Among the records, which lines include "friends"? List them.

(Saved data entries)

Start of Block

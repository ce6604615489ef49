use std::collections::HashMap;

use super::*;

fn config_from(pairs: &[(&str, &str)]) -> Result<HostConfig, ConfigError> {
    let env: HashMap<String, String> = pairs.iter().map(|(k, v)| ((*k).to_owned(), (*v).to_owned())).collect();
    HostConfig::from_lookup(|key| env.get(key).cloned())
}

#[test]
fn defaults_apply_when_unset() {
    let cfg = config_from(&[]).unwrap();
    assert_eq!(cfg.port, DEFAULT_PORT);
    assert_eq!(cfg.backend_url, DEFAULT_BACKEND_URL);
    assert_eq!(
        cfg.timeouts,
        BackendTimeouts {
            request_secs: DEFAULT_BACKEND_REQUEST_TIMEOUT_SECS,
            connect_secs: DEFAULT_BACKEND_CONNECT_TIMEOUT_SECS,
        }
    );
    assert_eq!(cfg.max_body_bytes, DEFAULT_PROXY_MAX_BODY_BYTES);
}

#[test]
fn overrides_are_parsed() {
    let cfg = config_from(&[
        ("PORT", "8080"),
        ("BACKEND_URL", "https://api.example.test/"),
        ("BACKEND_REQUEST_TIMEOUT_SECS", "42"),
        ("BACKEND_CONNECT_TIMEOUT_SECS", "7"),
        ("PROXY_MAX_BODY_BYTES", "1024"),
    ])
    .unwrap();
    assert_eq!(cfg.port, 8080);
    assert_eq!(cfg.backend_url, "https://api.example.test");
    assert_eq!(cfg.timeouts, BackendTimeouts { request_secs: 42, connect_secs: 7 });
    assert_eq!(cfg.max_body_bytes, 1024);
}

#[test]
fn invalid_port_errors() {
    assert_eq!(config_from(&[("PORT", "http")]), Err(ConfigError::InvalidPort("http".to_owned())));
    assert_eq!(config_from(&[("PORT", "70000")]), Err(ConfigError::InvalidPort("70000".to_owned())));
}

#[test]
fn blank_port_uses_default() {
    assert_eq!(config_from(&[("PORT", "  ")]).unwrap().port, DEFAULT_PORT);
}

#[test]
fn backend_url_requires_http_scheme() {
    let err = config_from(&[("BACKEND_URL", "localhost:5012")]).unwrap_err();
    assert_eq!(err, ConfigError::InvalidBackendUrl("localhost:5012".to_owned()));
    assert!(err.to_string().contains("expected http:// or https://"));
}

#[test]
fn unparseable_numbers_fall_back_to_defaults() {
    let cfg = config_from(&[("BACKEND_REQUEST_TIMEOUT_SECS", "soon"), ("PROXY_MAX_BODY_BYTES", "-1")]).unwrap();
    assert_eq!(cfg.timeouts.request_secs, DEFAULT_BACKEND_REQUEST_TIMEOUT_SECS);
    assert_eq!(cfg.max_body_bytes, DEFAULT_PROXY_MAX_BODY_BYTES);
}
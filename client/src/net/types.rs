//! Wire DTOs for the storefront REST API.
//!
//! DESIGN
//! ======
//! The backend speaks camelCase JSON. Fields the backend may omit default
//! instead of failing the whole decode, so a sparse listing still renders.

#[cfg(test)]
#[path = "types_test.rs"]
mod types_test;

use serde::{Deserialize, Serialize};

/// Body of `POST /api/auth/login`.
#[derive(Clone, Debug, PartialEq, Eq, Serialize)]
pub struct LoginRequest {
    pub username: String,
    pub password: String,
}

/// Identity returned by `GET /api/auth/me`.
#[derive(Clone, Debug, PartialEq, Eq, Serialize, Deserialize)]
pub struct MeResponse {
    pub username: String,
    /// Role name as the backend spells it (e.g. `"Admin"`, `"Standard"`).
    #[serde(default)]
    pub role: String,
}

/// A game listing as served by `/api/games`.
#[derive(Clone, Debug, PartialEq, Serialize, Deserialize)]
#[serde(rename_all = "camelCase")]
pub struct Game {
    pub game_id: i64,
    pub name: String,
    #[serde(default)]
    pub short_description: Option<String>,
    #[serde(default)]
    pub detailed_description: Option<String>,
    /// Price in store currency units; `0` means free to play.
    #[serde(default)]
    pub price: f64,
    #[serde(default)]
    pub developer: Option<String>,
    #[serde(default)]
    pub publisher: Option<String>,
    /// Comma-separated category list.
    #[serde(default)]
    pub categories: Option<String>,
    /// Comma-separated tag list.
    #[serde(default)]
    pub tags: Option<String>,
    #[serde(default)]
    pub trailer_url: Option<String>,
    /// ISO date (`YYYY-MM-DD`), possibly with a time suffix.
    #[serde(default)]
    pub release_date: Option<String>,
    #[serde(default)]
    pub is_featured: bool,
    #[serde(default)]
    pub is_published: bool,
    /// Backend-relative path of the header image.
    #[serde(default)]
    pub header_image_url: Option<String>,
    #[serde(default)]
    pub background_image_url: Option<String>,
    /// Backend-relative paths of carousel screenshots.
    #[serde(default)]
    pub game_images: Vec<String>,
}

/// Editable subset of a listing. Sent as JSON on create and update, or as
/// multipart text fields when image files accompany it.
#[derive(Clone, Debug, Default, PartialEq, Serialize, Deserialize)]
#[serde(rename_all = "camelCase")]
pub struct GameInput {
    pub name: String,
    pub short_description: String,
    pub detailed_description: String,
    pub price: f64,
    pub developer: String,
    pub publisher: String,
    pub categories: String,
    pub tags: String,
    pub trailer_url: String,
    pub release_date: Option<String>,
    pub is_featured: bool,
    pub is_published: bool,
}

impl From<&Game> for GameInput {
    fn from(game: &Game) -> Self {
        Self {
            name: game.name.clone(),
            short_description: game.short_description.clone().unwrap_or_default(),
            detailed_description: game.detailed_description.clone().unwrap_or_default(),
            price: game.price,
            developer: game.developer.clone().unwrap_or_default(),
            publisher: game.publisher.clone().unwrap_or_default(),
            categories: game.categories.clone().unwrap_or_default(),
            tags: game.tags.clone().unwrap_or_default(),
            trailer_url: game.trailer_url.clone().unwrap_or_default(),
            release_date: game.release_date.as_deref().map(|d| d.chars().take(10).collect()),
            is_featured: game.is_featured,
            is_published: game.is_published,
        }
    }
}

impl GameInput {
    /// Text parts of the multipart create/update body, keyed by wire name.
    /// Booleans are sent as `true`/`false` and an unset release date is
    /// omitted.
    #[must_use]
    pub fn form_fields(&self) -> Vec<(&'static str, String)> {
        let mut fields = vec![
            ("name", self.name.clone()),
            ("shortDescription", self.short_description.clone()),
            ("detailedDescription", self.detailed_description.clone()),
            ("price", self.price.to_string()),
            ("developer", self.developer.clone()),
            ("publisher", self.publisher.clone()),
            ("categories", self.categories.clone()),
            ("tags", self.tags.clone()),
            ("trailerUrl", self.trailer_url.clone()),
        ];
        if let Some(date) = &self.release_date {
            fields.push(("releaseDate", date.clone()));
        }
        fields.push(("isFeatured", self.is_featured.to_string()));
        fields.push(("isPublished", self.is_published.to_string()));
        fields
    }
}

/// Entry in `GET /api/users/me/games`.
#[derive(Clone, Debug, PartialEq, Serialize, Deserialize)]
#[serde(rename_all = "camelCase")]
pub struct OwnedGame {
    pub game_id: i64,
    #[serde(default)]
    pub name: Option<String>,
    #[serde(default)]
    pub header_image_url: Option<String>,
}

/// Body of `POST /api/profile/add`.
#[derive(Clone, Copy, Debug, PartialEq, Eq, Serialize)]
#[serde(rename_all = "camelCase")]
pub struct AddToLibraryRequest {
    pub game_id: i64,
}

/// An accepted friend from `GET /api/friends`.
#[derive(Clone, Debug, PartialEq, Eq, Serialize, Deserialize)]
pub struct Friend {
    pub username: String,
    #[serde(default)]
    pub since: Option<String>,
}

/// Incoming request from `GET /api/friends/pending`.
#[derive(Clone, Debug, PartialEq, Eq, Serialize, Deserialize)]
#[serde(rename_all = "camelCase")]
pub struct IncomingFriendRequest {
    #[serde(default)]
    pub id: Option<i64>,
    pub from: String,
    #[serde(default)]
    pub sent_at: Option<String>,
}

/// Outgoing request from `GET /api/friends/sent`.
#[derive(Clone, Debug, PartialEq, Eq, Serialize, Deserialize)]
#[serde(rename_all = "camelCase")]
pub struct OutgoingFriendRequest {
    #[serde(default)]
    pub id: Option<i64>,
    pub to: String,
    #[serde(default)]
    pub sent_at: Option<String>,
}

/// A friend request normalized for display, regardless of direction.
#[derive(Clone, Debug, PartialEq, Eq)]
pub struct FriendRequest {
    pub id: i64,
    /// The other party: sender for incoming, recipient for outgoing.
    pub username: String,
    pub sent_at: Option<String>,
}

impl IncomingFriendRequest {
    /// Requests the backend returned without an id cannot be acted on.
    #[must_use]
    pub fn normalize(self) -> Option<FriendRequest> {
        Some(FriendRequest { id: self.id?, username: self.from, sent_at: self.sent_at })
    }
}

impl OutgoingFriendRequest {
    #[must_use]
    pub fn normalize(self) -> Option<FriendRequest> {
        Some(FriendRequest { id: self.id?, username: self.to, sent_at: self.sent_at })
    }
}

/// Generic `{ "message": ... }` / `{ "error": ... }` reply body.
#[derive(Clone, Debug, Default, PartialEq, Eq, Deserialize)]
pub struct MessageBody {
    #[serde(default)]
    pub message: Option<String>,
    #[serde(default)]
    pub error: Option<String>,
}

End of Block

● EXERCISE RESULT
/// An accepted friend from `GET /api/friends`.
/// Incoming request from `GET /api/friends/pending`.
/// Outgoing request from `GET /api/friends/sent`.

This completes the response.